# WHAT YOU WILL DO:
From the listing below, pull out all lines with "CoarseTimerPool" in them.

# INFORMATION SUPPLIED:
Start of Block
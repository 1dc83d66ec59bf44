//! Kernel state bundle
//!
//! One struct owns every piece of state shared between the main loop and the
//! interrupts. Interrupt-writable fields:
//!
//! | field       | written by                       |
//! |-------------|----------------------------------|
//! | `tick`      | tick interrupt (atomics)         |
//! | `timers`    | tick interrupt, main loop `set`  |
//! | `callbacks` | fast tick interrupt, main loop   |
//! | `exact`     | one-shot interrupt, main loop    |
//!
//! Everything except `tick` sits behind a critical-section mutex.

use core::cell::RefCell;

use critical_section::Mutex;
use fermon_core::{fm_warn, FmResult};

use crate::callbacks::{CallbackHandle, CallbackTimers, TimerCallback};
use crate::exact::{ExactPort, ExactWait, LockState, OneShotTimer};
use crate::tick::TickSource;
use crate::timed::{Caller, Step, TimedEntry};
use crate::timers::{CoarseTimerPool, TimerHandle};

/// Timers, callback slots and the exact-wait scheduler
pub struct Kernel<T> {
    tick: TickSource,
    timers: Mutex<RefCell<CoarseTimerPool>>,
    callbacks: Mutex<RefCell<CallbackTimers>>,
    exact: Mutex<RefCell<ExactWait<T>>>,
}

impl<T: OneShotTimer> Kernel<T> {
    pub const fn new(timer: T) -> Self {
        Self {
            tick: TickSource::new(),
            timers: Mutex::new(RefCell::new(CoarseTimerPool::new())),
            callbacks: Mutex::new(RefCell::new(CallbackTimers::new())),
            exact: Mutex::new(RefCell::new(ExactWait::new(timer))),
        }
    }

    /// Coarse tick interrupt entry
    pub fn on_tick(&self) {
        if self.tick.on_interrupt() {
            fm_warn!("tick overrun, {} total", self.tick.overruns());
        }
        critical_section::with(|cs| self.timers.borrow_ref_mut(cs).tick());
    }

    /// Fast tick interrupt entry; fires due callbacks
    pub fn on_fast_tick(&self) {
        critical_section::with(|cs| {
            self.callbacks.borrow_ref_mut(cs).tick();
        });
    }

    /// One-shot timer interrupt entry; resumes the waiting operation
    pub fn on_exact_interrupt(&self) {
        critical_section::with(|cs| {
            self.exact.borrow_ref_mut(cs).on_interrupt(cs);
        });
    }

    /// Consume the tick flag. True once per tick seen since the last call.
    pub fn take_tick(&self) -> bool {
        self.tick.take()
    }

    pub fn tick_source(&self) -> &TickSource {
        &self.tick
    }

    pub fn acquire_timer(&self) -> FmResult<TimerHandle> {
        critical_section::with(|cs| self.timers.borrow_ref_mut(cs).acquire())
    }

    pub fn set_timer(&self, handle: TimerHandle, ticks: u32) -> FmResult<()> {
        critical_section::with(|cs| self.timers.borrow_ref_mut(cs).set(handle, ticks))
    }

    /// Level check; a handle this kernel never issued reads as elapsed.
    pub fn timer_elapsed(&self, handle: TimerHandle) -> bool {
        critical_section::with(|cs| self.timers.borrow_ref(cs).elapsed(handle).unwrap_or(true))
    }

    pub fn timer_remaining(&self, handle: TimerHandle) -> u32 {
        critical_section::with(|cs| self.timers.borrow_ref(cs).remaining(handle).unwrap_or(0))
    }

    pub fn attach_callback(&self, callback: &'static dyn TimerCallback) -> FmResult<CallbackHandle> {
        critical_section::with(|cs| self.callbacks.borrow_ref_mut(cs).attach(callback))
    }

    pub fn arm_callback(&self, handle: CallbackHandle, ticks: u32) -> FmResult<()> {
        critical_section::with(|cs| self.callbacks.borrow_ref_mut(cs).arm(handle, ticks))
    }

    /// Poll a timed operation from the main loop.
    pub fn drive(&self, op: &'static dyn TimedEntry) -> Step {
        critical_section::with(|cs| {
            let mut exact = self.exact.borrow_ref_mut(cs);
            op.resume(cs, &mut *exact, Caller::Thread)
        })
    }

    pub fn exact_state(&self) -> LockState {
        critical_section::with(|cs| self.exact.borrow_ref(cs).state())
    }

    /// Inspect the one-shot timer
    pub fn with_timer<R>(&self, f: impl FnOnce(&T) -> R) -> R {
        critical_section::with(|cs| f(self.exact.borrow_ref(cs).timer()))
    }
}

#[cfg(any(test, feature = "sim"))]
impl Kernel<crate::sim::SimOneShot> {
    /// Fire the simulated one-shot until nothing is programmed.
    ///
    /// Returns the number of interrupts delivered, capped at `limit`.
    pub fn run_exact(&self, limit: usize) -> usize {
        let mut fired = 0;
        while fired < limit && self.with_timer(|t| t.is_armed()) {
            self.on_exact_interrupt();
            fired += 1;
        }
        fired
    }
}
End of Block
Start of Block
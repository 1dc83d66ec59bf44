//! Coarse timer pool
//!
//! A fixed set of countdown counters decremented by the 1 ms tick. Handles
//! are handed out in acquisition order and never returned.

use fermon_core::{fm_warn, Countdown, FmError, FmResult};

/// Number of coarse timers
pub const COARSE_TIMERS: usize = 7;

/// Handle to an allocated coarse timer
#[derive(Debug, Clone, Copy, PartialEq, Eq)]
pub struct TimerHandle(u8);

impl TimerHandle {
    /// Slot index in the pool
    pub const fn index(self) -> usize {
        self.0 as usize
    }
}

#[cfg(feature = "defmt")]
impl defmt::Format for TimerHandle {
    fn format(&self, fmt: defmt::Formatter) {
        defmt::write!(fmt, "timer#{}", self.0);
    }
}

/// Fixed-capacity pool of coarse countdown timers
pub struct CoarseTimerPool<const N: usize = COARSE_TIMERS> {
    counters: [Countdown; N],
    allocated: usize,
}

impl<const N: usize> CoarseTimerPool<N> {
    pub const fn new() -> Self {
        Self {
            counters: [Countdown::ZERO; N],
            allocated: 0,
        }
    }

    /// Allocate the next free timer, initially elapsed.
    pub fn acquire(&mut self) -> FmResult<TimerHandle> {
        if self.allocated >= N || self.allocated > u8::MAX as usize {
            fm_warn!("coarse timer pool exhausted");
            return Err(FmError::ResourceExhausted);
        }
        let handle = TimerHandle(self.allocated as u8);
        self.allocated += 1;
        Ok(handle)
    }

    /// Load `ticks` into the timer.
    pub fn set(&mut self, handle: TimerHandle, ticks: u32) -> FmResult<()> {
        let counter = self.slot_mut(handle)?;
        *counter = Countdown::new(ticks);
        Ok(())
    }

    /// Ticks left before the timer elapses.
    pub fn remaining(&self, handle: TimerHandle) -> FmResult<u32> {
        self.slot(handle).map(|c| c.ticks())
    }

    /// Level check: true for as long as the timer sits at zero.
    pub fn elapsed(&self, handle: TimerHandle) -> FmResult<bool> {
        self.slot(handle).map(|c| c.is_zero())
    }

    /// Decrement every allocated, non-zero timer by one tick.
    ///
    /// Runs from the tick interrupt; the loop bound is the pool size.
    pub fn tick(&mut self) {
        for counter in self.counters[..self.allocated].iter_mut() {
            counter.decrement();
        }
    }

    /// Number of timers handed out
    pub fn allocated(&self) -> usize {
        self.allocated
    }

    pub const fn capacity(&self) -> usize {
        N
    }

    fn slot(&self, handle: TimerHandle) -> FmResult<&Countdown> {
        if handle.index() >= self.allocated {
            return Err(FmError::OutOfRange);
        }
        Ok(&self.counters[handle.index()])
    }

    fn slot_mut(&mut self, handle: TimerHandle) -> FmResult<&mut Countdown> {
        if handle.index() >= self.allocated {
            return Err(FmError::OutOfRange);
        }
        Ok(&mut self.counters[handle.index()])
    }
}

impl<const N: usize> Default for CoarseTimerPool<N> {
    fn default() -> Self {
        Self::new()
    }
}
End of Block
Start of Block
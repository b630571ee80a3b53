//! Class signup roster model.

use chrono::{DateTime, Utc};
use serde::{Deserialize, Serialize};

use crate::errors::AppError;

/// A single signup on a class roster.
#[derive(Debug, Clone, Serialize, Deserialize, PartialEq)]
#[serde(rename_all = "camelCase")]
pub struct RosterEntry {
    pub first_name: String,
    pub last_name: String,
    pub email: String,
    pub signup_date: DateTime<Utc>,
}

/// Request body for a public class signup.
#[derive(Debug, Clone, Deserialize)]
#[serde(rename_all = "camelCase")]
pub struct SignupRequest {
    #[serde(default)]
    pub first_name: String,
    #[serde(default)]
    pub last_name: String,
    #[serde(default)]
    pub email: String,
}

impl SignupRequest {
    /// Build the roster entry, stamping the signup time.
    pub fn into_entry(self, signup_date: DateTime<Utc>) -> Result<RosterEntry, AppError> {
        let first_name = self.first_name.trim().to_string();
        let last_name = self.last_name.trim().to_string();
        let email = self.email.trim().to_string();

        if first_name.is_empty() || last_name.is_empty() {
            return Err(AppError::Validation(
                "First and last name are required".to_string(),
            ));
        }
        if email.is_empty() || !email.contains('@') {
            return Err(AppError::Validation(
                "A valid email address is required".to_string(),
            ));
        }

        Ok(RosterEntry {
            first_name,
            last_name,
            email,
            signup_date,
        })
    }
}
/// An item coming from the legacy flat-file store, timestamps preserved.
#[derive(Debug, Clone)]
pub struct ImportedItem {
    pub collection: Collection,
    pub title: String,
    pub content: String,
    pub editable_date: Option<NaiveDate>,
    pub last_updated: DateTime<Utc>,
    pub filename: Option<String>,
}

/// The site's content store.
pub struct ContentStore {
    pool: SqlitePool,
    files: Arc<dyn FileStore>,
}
End of Block
# ANSWER TO THIS PROBLEM:
use crate::timers::{CoarseTimerPool, TimerHandle};
    timers: Mutex<RefCell<CoarseTimerPool>>,
            timers: Mutex::new(RefCell::new(CoarseTimerPool::new())),
pub struct CoarseTimerPool<const N: usize = COARSE_TIMERS> {
impl<const N: usize> CoarseTimerPool<N> {
impl<const N: usize> Default for CoarseTimerPool<N> {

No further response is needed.